Contracts worth almost £700 million have been awarded to 17 projects for new offshore wind farms along Scotland’s coasts.

Crown Estate Scotland was charged with overseeing the ScotWind Leasing bidding process, which received 74 applications from energy firms.

The final awards, which include contracts with Scottish Power, Shell, SSE and BP, total £699.2 million.

First Minister Nicola Sturgeon said Monday was “possibly one of the most significant days in energy and industrial terms that Scotland has seen for a very, very long time”.

Most of the sites are on the east, north east or northern coast, with just one on the western side of Scotland.

Shell New Energies is the lead applicant on the most expensive development, off the coast of Aberdeen, estimated to cost £86 million in option fees.

While a site in the north east, construction of which will be led by Scottish Power Renewables, has the highest capacity, with 3,000 megawatts expected to be produced.

The developments – a combination of floating, fixed and mixed turbines – are estimated to produce almost 25,000 megawatts of energy.

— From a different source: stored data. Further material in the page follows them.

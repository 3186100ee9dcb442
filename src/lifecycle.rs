use std::path::Path;
use std::thread;
use std::time::Duration;

use tracing::{debug, info, warn};

use crate::cmd::Runner;
use crate::compose::ComposeProject;
use crate::error::{LaunchError, LaunchResult};
use crate::profile::all_profiles;
use crate::subsystem::Subsystem;

/// How to decide that a dependency service accepts connections.
#[derive(Debug, Clone, PartialEq, Eq)]
pub enum Readiness {
    /// Sleep unconditionally.
    Fixed(Duration),
    /// Run `command` inside the service until it succeeds, at most
    /// until `timeout` has been spent in `interval` steps.
    Probe {
        command: Vec<String>,
        timeout: Duration,
        interval: Duration,
    },
}

impl Readiness {
    /// `pg_isready` against the local postgres superuser.
    #[must_use]
    pub fn postgres(timeout: Duration, interval: Duration) -> Self {
        Self::Probe {
            command: ["pg_isready", "-U", "postgres"]
                .iter()
                .map(ToString::to_string)
                .collect(),
            timeout,
            interval,
        }
    }
}

#[derive(Debug)]
pub enum TeardownOutcome {
    NothingToStop,
    Stopped,
    /// `down` failed, typically because nothing was running.
    Tolerated(LaunchError),
}

/// Bring down everything under `project` in one `down` covering every
/// compose document that exists on disk, with every profile declared
/// by `primary` enabled so profile-gated services are included.
///
/// Never fails: a failed `down` is logged and returned as
/// [`TeardownOutcome::Tolerated`].
pub fn teardown(
    runner: &dyn Runner,
    root: &Path,
    project: &str,
    documents: &[&str],
    primary: &str,
) -> TeardownOutcome {
    info!("Stopping and removing existing containers for project '{project}'...");

    let existing: Vec<&str> = documents
        .iter()
        .copied()
        .filter(|d| root.join(d).is_file())
        .collect();
    if existing.is_empty() {
        info!("No compose files found, nothing to stop");
        return TeardownOutcome::NothingToStop;
    }

    let profiles = all_profiles(&root.join(primary)).unwrap_or_else(|e| {
        warn!("Could not read profiles from {primary}: {e}");
        Default::default()
    });

    let mut compose = ComposeProject::new(project);
    for doc in existing {
        compose = compose.file(doc);
    }
    for profile in &profiles {
        compose = compose.profile(profile);
    }

    match compose.down(runner, root) {
        Ok(()) => TeardownOutcome::Stopped,
        Err(e) => {
            warn!("Some containers may not have been running: {e}");
            TeardownOutcome::Tolerated(e)
        }
    }
}

/// Block until `service` is ready according to `readiness`.
pub fn wait_ready(
    runner: &dyn Runner,
    root: &Path,
    compose: &ComposeProject,
    service: &str,
    readiness: &Readiness,
) -> LaunchResult<()> {
    match readiness {
        Readiness::Fixed(delay) => {
            info!("Waiting {}s for {service}...", delay.as_secs());
            thread::sleep(*delay);
            Ok(())
        }
        Readiness::Probe {
            command,
            timeout,
            interval,
        } => {
            let attempts = probe_attempts(*timeout, *interval);
            let command: Vec<&str> = command.iter().map(String::as_str).collect();

            info!("Waiting for {service} to accept connections...");
            for attempt in 1..=attempts {
                match compose.exec(runner, root, service, &command) {
                    Ok(_) => {
                        info!("{service} is ready");
                        return Ok(());
                    }
                    Err(e) => debug!("{service} not ready ({attempt}/{attempts}): {e}"),
                }
                if attempt < attempts {
                    thread::sleep(*interval);
                }
            }

            Err(LaunchError::NotReady {
                service: service.to_string(),
                attempts,
            })
        }
    }
}

fn probe_attempts(timeout: Duration, interval: Duration) -> u32 {
    timeout
        .as_nanos()
        .checked_div(interval.as_nanos())
        .map_or(1, |steps| u32::try_from(steps).unwrap_or(u32::MAX).max(1))
}

/// Start `subsystem`: its dependency first, then, once ready (or once
/// the wait gave up), the bootstrap SQL and the rest of its services.
pub fn start_subsystem(
    runner: &dyn Runner,
    root: &Path,
    project: &str,
    subsystem: &Subsystem,
    readiness: &Readiness,
) -> LaunchResult<()> {
    info!("Starting {} services for local network...", subsystem.label);

    let compose = ComposeProject::new(project).file(&subsystem.compose_file);
    let dependency = subsystem.dependency.as_str();

    compose.up(runner, root, &[dependency])?;

    if let Err(e) = wait_ready(runner, root, &compose, dependency, readiness) {
        warn!("{e}, starting {} anyway", subsystem.label);
    }

    if let Some(sql) = &subsystem.bootstrap_sql {
        match compose.exec(runner, root, dependency, &["psql", "-U", "postgres", "-c", sql]) {
            Ok(_) => info!("Ran bootstrap SQL: {sql}"),
            Err(e) => warn!("Bootstrap SQL failed, objects may already exist: {e}"),
        }
    }

    info!("Starting remaining {} services...", subsystem.label);
    compose.up(runner, root, &[])?;

    info!("{} started", subsystem.label);
    Ok(())
}

/// Build then start the primary compose document. A failed build is
/// tolerated; the existing images are used.
pub fn start_main(
    runner: &dyn Runner,
    root: &Path,
    project: &str,
    primary: &str,
) -> LaunchResult<()> {
    info!("Starting main services for local network...");

    let compose = ComposeProject::new(project).file(primary);

    info!("Building services and checking for updates...");
    if let Err(e) = compose.build(runner, root) {
        warn!("Build step failed, continuing with existing images: {e}");
    }

    compose.up(runner, root, &[])?;

    info!("Main services started");
    Ok(())
}
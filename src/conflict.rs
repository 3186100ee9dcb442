use std::collections::BTreeSet;
use std::io::{BufRead, Write};
use std::ops::RangeInclusive;

use tracing::{debug, info, warn};

use crate::cmd::Runner;
use crate::error::{LaunchError, LaunchResult};

/// Ports in `range` that appear as a local listening address in a
/// `netstat -tuln` / `ss -tuln` listing.
#[must_use]
pub fn busy_ports(listing: &str, range: &RangeInclusive<u16>) -> BTreeSet<u16> {
    let mut busy = BTreeSet::new();

    for line in listing.lines() {
        for field in line.split_whitespace() {
            let Some((_, port)) = field.rsplit_once(':') else {
                continue;
            };
            if let Ok(port) = port.parse::<u16>()
                && range.contains(&port)
            {
                busy.insert(port);
            }
        }
    }

    busy
}

/// Query the system for bound ports. The check is advisory, so any
/// failure of the status tools counts as "nothing bound".
pub fn scan(runner: &dyn Runner, range: &RangeInclusive<u16>) -> BTreeSet<u16> {
    for program in ["netstat", "ss"] {
        match runner.capture(program, &["-tuln"], None) {
            Ok(listing) => return busy_ports(&listing, range),
            Err(e) => debug!("{program} unavailable: {e}"),
        }
    }
    BTreeSet::new()
}

/// Show the busy ports and ask whether to continue. Only `y` or `yes`
/// counts as consent; EOF declines.
pub fn confirm(
    ports: &BTreeSet<u16>,
    input: &mut dyn BufRead,
    output: &mut dyn Write,
) -> LaunchResult<bool> {
    writeln!(output, "Ports in use: {ports:?}")?;
    writeln!(output, "Some services may fail to start due to port conflicts.")?;
    writeln!(output, "Consider stopping conflicting services or changing ports.")?;
    write!(output, "Continue anyway? (y/N): ")?;
    output.flush()?;

    let mut answer = String::new();
    input.read_line(&mut answer)?;
    let answer = answer.trim().to_ascii_lowercase();

    Ok(answer == "y" || answer == "yes")
}

/// Scan `range` and, when anything is bound, require confirmation
/// unless `assume_yes` is set. Returns the busy ports.
pub fn check(
    runner: &dyn Runner,
    range: &RangeInclusive<u16>,
    assume_yes: bool,
    input: &mut dyn BufRead,
    output: &mut dyn Write,
) -> LaunchResult<BTreeSet<u16>> {
    info!(
        "Checking for port conflicts in range {}-{}...",
        range.start(),
        range.end()
    );

    let busy = scan(runner, range);
    if busy.is_empty() {
        info!("No port conflicts detected");
        return Ok(busy);
    }

    warn!("Ports in use: {busy:?}");
    if assume_yes || confirm(&busy, input, output)? {
        Ok(busy)
    } else {
        Err(LaunchError::ConflictDeclined(busy))
    }
}

#[cfg(test)]
mod tests {
    use super::*;

    const NETSTAT: &str = "\
Active Internet connections (only servers)
Proto Recv-Q Send-Q Local Address           Foreign Address         State
tcp        0      0 0.0.0.0:8000            0.0.0.0:*               LISTEN
tcp        0      0 127.0.0.1:5432          0.0.0.0:*               LISTEN
tcp6       0      0 :::8022                 :::*                    LISTEN
udp        0      0 0.0.0.0:68              0.0.0.0:*
";

    #[test]
    fn finds_ports_inside_range() {
        let busy = busy_ports(NETSTAT, &(8000..=8099));
        assert_eq!(busy, BTreeSet::from([8000, 8022]));
    }

    #[test]
    fn ignores_prefix_matches() {
        let listing = "tcp 0 0 0.0.0.0:80001 0.0.0.0:* LISTEN\ntcp 0 0 0.0.0.0:800 0.0.0.0:* LISTEN";
        assert!(busy_ports(listing, &(8000..=8099)).is_empty());
    }
}
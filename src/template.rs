//! Derive a subsystem `.env` from its example file.
//!
//! Templates are rewritten line by line: a line `KEY=...` whose key has
//! a [`Rule`] gets the rule's value, everything else passes through
//! verbatim. The output is fully regenerated on every run, so edits
//! made by hand to a generated file do not survive.

use std::path::{Path, PathBuf};

use tracing::info;

use crate::env::RootEnv;
use crate::error::{LaunchError, LaunchResult};

/// Where a rewritten value comes from.
#[derive(Debug, Clone, PartialEq, Eq)]
pub enum Replacement {
    /// A fixed local-network value.
    Literal(String),
    /// The root environment's value for `key`, or `default` when unset.
    FromRoot { key: String, default: String },
    /// An empty value, which disables the setting.
    Blank,
}

impl Replacement {
    #[must_use]
    pub fn resolve(&self, root: &RootEnv) -> String {
        match self {
            Self::Literal(value) => value.clone(),
            Self::FromRoot { key, default } => root.get_or(key, default).to_string(),
            Self::Blank => String::new(),
        }
    }
}

#[derive(Debug, Clone, PartialEq, Eq)]
pub struct Rule {
    pub key: String,
    pub replacement: Replacement,
    /// Append `KEY=value` when no template line carried the key.
    pub ensure: bool,
}

impl Rule {
    #[must_use]
    pub fn literal(key: &str, value: &str) -> Self {
        Self {
            key: key.to_string(),
            replacement: Replacement::Literal(value.to_string()),
            ensure: false,
        }
    }

    #[must_use]
    pub fn from_root(key: &str, root_key: &str) -> Self {
        Self::from_root_or(key, root_key, "")
    }

    #[must_use]
    pub fn from_root_or(key: &str, root_key: &str, default: &str) -> Self {
        Self {
            key: key.to_string(),
            replacement: Replacement::FromRoot {
                key: root_key.to_string(),
                default: default.to_string(),
            },
            ensure: false,
        }
    }

    #[must_use]
    pub fn blank(key: &str) -> Self {
        Self {
            key: key.to_string(),
            replacement: Replacement::Blank,
            ensure: false,
        }
    }

    #[must_use]
    pub const fn ensured(mut self) -> Self {
        self.ensure = true;
        self
    }

    fn matches(&self, line: &str) -> bool {
        line.strip_prefix(self.key.as_str())
            .is_some_and(|rest| rest.starts_with('='))
    }
}

/// An ordered rule list; the first matching rule wins.
#[derive(Debug, Clone, Default, PartialEq, Eq)]
pub struct EnvTemplate {
    pub rules: Vec<Rule>,
}

#[derive(Debug, Clone, PartialEq, Eq)]
pub struct RenderOutcome {
    pub template: PathBuf,
    pub output: PathBuf,
}

impl EnvTemplate {
    #[must_use]
    pub const fn new() -> Self {
        Self { rules: Vec::new() }
    }

    #[must_use]
    pub fn rule(mut self, rule: Rule) -> Self {
        self.rules.push(rule);
        self
    }

    /// Rewrite `template`. Lines no rule touches are copied byte for
    /// byte, line endings included; rewritten lines keep their original
    /// ending. Ensured keys missing from the template are appended.
    #[must_use]
    pub fn render_str(&self, template: &str, root: &RootEnv) -> String {
        let mut matched = vec![false; self.rules.len()];
        let mut out = String::with_capacity(template.len());

        for line in template.split_inclusive('\n') {
            let body = line.trim_end_matches(['\r', '\n']);
            match self.rules.iter().position(|r| r.matches(body)) {
                Some(i) => {
                    matched[i] = true;
                    let rule = &self.rules[i];
                    out.push_str(&format!("{}={}", rule.key, rule.replacement.resolve(root)));
                    out.push_str(&line[body.len()..]);
                }
                None => out.push_str(line),
            }
        }

        for (rule, seen) in self.rules.iter().zip(&matched) {
            if rule.ensure && !seen {
                if !out.is_empty() && !out.ends_with('\n') {
                    out.push('\n');
                }
                out.push_str(&format!("{}={}\n", rule.key, rule.replacement.resolve(root)));
            }
        }

        out
    }

    /// Render the first existing file of `candidates` into `output`,
    /// overwriting it.
    ///
    /// A missing template or a missing output directory is reported
    /// as [`LaunchError::FileNotFound`] and nothing is written.
    pub fn render_env(
        &self,
        candidates: &[PathBuf],
        output: &Path,
        root: &RootEnv,
    ) -> LaunchResult<RenderOutcome> {
        if let Some(dir) = output.parent()
            && !dir.as_os_str().is_empty()
            && !dir.is_dir()
        {
            return Err(LaunchError::FileNotFound(format!(
                "output directory {} does not exist",
                dir.display()
            )));
        }

        let template = candidates.iter().find(|p| p.is_file()).ok_or_else(|| {
            let names: Vec<String> = candidates.iter().map(|p| p.display().to_string()).collect();
            LaunchError::FileNotFound(format!("no env template among {}", names.join(", ")))
        })?;

        info!("Creating {} from {}...", output.display(), template.display());
        let content = std::fs::read_to_string(template)?;
        std::fs::write(output, self.render_str(&content, root))?;

        Ok(RenderOutcome {
            template: template.clone(),
            output: output.to_path_buf(),
        })
    }
}
use std::collections::BTreeSet;

pub type LaunchResult<T> = Result<T, LaunchError>;

/// Whether a failed step stops the run or is only reported.
#[derive(Debug, Clone, Copy, PartialEq, Eq)]
pub enum Severity {
    Fatal,
    Advisory,
}

#[derive(Debug, thiserror::Error)]
pub enum LaunchError {
    #[error("command failed: {command}")]
    CommandFailed { command: String, code: Option<i32> },

    #[error("command not found: {0}")]
    CommandNotFound(String),

    #[error("file not found: {0}")]
    FileNotFound(String),

    #[error("failed to fetch {repo} repository: {source}")]
    RepoFetch {
        repo: String,
        #[source]
        source: Box<LaunchError>,
    },

    #[error("installation cancelled: ports in use {0:?}")]
    ConflictDeclined(BTreeSet<u16>),

    #[error("cannot read environment file {path}: {reason}")]
    EnvFile { path: String, reason: String },

    #[error("service '{service}' not ready after {attempts} attempts")]
    NotReady { service: String, attempts: u32 },

    #[error("{0}")]
    Other(String),

    #[error(transparent)]
    Io(#[from] std::io::Error),

    #[error(transparent)]
    Yaml(#[from] serde_yaml::Error),

    #[error(transparent)]
    Json(#[from] serde_json::Error),
}

impl LaunchError {
    /// Fatal errors abort the run before or during a step that later
    /// steps depend on. Everything else is safe to retry on the next
    /// run and is downgraded to a warning.
    #[must_use]
    pub const fn severity(&self) -> Severity {
        match self {
            Self::RepoFetch { .. } | Self::ConflictDeclined(_) => Severity::Fatal,
            _ => Severity::Advisory,
        }
    }

    #[must_use]
    pub const fn is_fatal(&self) -> bool {
        matches!(self.severity(), Severity::Fatal)
    }
}
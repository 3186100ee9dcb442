//! Bring up a multi-service AI compose stack for plain HTTP access on
//! a local network.
//!
//! `localkit` replaces a domain/TLS deployment with one that serves
//! every service on `localhost:<port>`: no reverse proxy, no
//! certificates. It reads the root `.env`, optionally fetches the
//! Supabase and Dify repositories, rewrites their env files for
//! HTTP-only use, tears down the previous deployment and starts
//! everything again in dependency order.
//!
//! # Stages
//!
//! A [`Launcher`] runs, strictly in order:
//!
//! 1. **Conflict check** - bound ports in 8000-8099, with a
//!    confirmation prompt ([`conflict`])
//! 2. **Profiles** - which optional subsystems `COMPOSE_PROFILES`
//!    enables ([`profile`])
//! 3. **Fetch** - sparse clone or pull of each enabled subsystem
//!    ([`repo`])
//! 4. **Env templating** - subsystem `.env` derived from its example
//!    file ([`template`], [`subsystem`])
//! 5. **Lifecycle** - teardown, subsystem databases first, then the
//!    rest, then the main stack ([`lifecycle`])
//! 6. **Port patch** - Supabase's Kong republished on 8100 ([`patch`])
//! 7. **Health** - container and port report ([`health`])
//!
//! Only a failed repository fetch, an unreadable root `.env` or a
//! declined conflict prompt stop the run; every other failure is
//! logged and the next stage runs (see [`error::Severity`]).
//!
//! # Example
//!
//! ```rust,no_run
//! use localkit::{Config, Launcher};
//!
//! fn main() -> anyhow::Result<()> {
//!     let config = Config::new("/srv/ai-stack").assume_yes();
//!     let launcher = Launcher::from_config(config)?;
//!
//!     let stdin = std::io::stdin();
//!     let report = launcher.run(&mut stdin.lock(), &mut std::io::stderr())?;
//!
//!     for service in report.health.iter().filter(|h| !h.is_healthy()) {
//!         eprintln!("{} is not answering on {}", service.name, service.port);
//!     }
//!     Ok(())
//! }
//! ```

// Allow noisy pedantic lints that don't add value for a
// deployment tool crate.
#![allow(
    clippy::missing_errors_doc,
    clippy::missing_panics_doc,
    clippy::module_name_repetitions
)]

pub mod cli;
pub mod cmd;
pub mod compose;
pub mod config;
pub mod conflict;
pub mod env;
pub mod error;
pub mod health;
pub mod launcher;
pub mod lifecycle;
pub mod patch;
pub mod profile;
pub mod repo;
pub mod searxng;
pub mod subsystem;
pub mod template;

pub use cmd::{Runner, SystemRunner};
pub use config::Config;
pub use env::RootEnv;
pub use error::{LaunchError, LaunchResult, Severity};
pub use launcher::{Launcher, Report};
pub use patch::PortOverride;
pub use repo::RepoSpec;
pub use subsystem::Subsystem;
pub use template::{EnvTemplate, Rule};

“I think it’s hard – really hard – to overstate the significance of today’s announcement for our energy, environmental and economic future,” the First Minister told the PA news agency on Monday.

“What’s been announced today – although there’s lots of work to be done to bring it to fruition – really has the potential not just to meet energy needs from renewable sources, but to position us as a major exporter in renewable energy and green hydrogen, but it also brings massive opportunities for the economy.”

While the total impact on the supply chain and on the number of jobs created will not be known until later in the process, the First Minister said there estimates suggest as much as £1 billion could be generated for every gigawatt of power – meaning the final benefits could total £25 billion.

“So that raises the prospect of thousands, tens of thousands, perhaps, of jobs – good, high-quality green jobs – as we make that transition into net zero,” she added.

“This gives us the ability to make sure that we complete that transition but we do it in a fair and a just way too.

“So it’s possibly one of the most significant days in energy and industrial terms that Scotland has seen for a very, very long time.”

Developers were asked to devise supply chain development statements for each project, which will eventually be published, but the First Minister said she would impress upon the successful companies the importance of economic benefits for Scotland.

She said: “I’ll also be making clear to developers – the Cabinet Secretary for Net Zero and I will talk to successful developers over the course of this week – and make abundantly clear what I see as their obligations to ensure that this is a big economic win for Scotland.

“We’ve already started that work; as part of the ScotWind bidding process, developers had to set out in a supply chain development statement what they were committing to do in terms of supporting the Scottish supply chain.”

Simon Hodge, the chief executive of Crown Estate Scotland, said: “Today’s results are a fantastic vote of confidence in Scotland’s ability to transform our energy sector.

“Just a couple of months after hosting Cop26, we’ve now taken a major step towards powering our future economy with renewable electricity.

“In addition to the environmental benefits, this also represents a major investment in the Scottish economy, with around £700 million being delivered straight into the public finances and billions of pounds’ worth of supply chain commitments.

“The variety and scale of the projects that will progress onto the next stages shows both the remarkable progress of the offshore wind sector, and a clear sign that Scotland is set to be a major hub for the further development of this technology in the years to come.”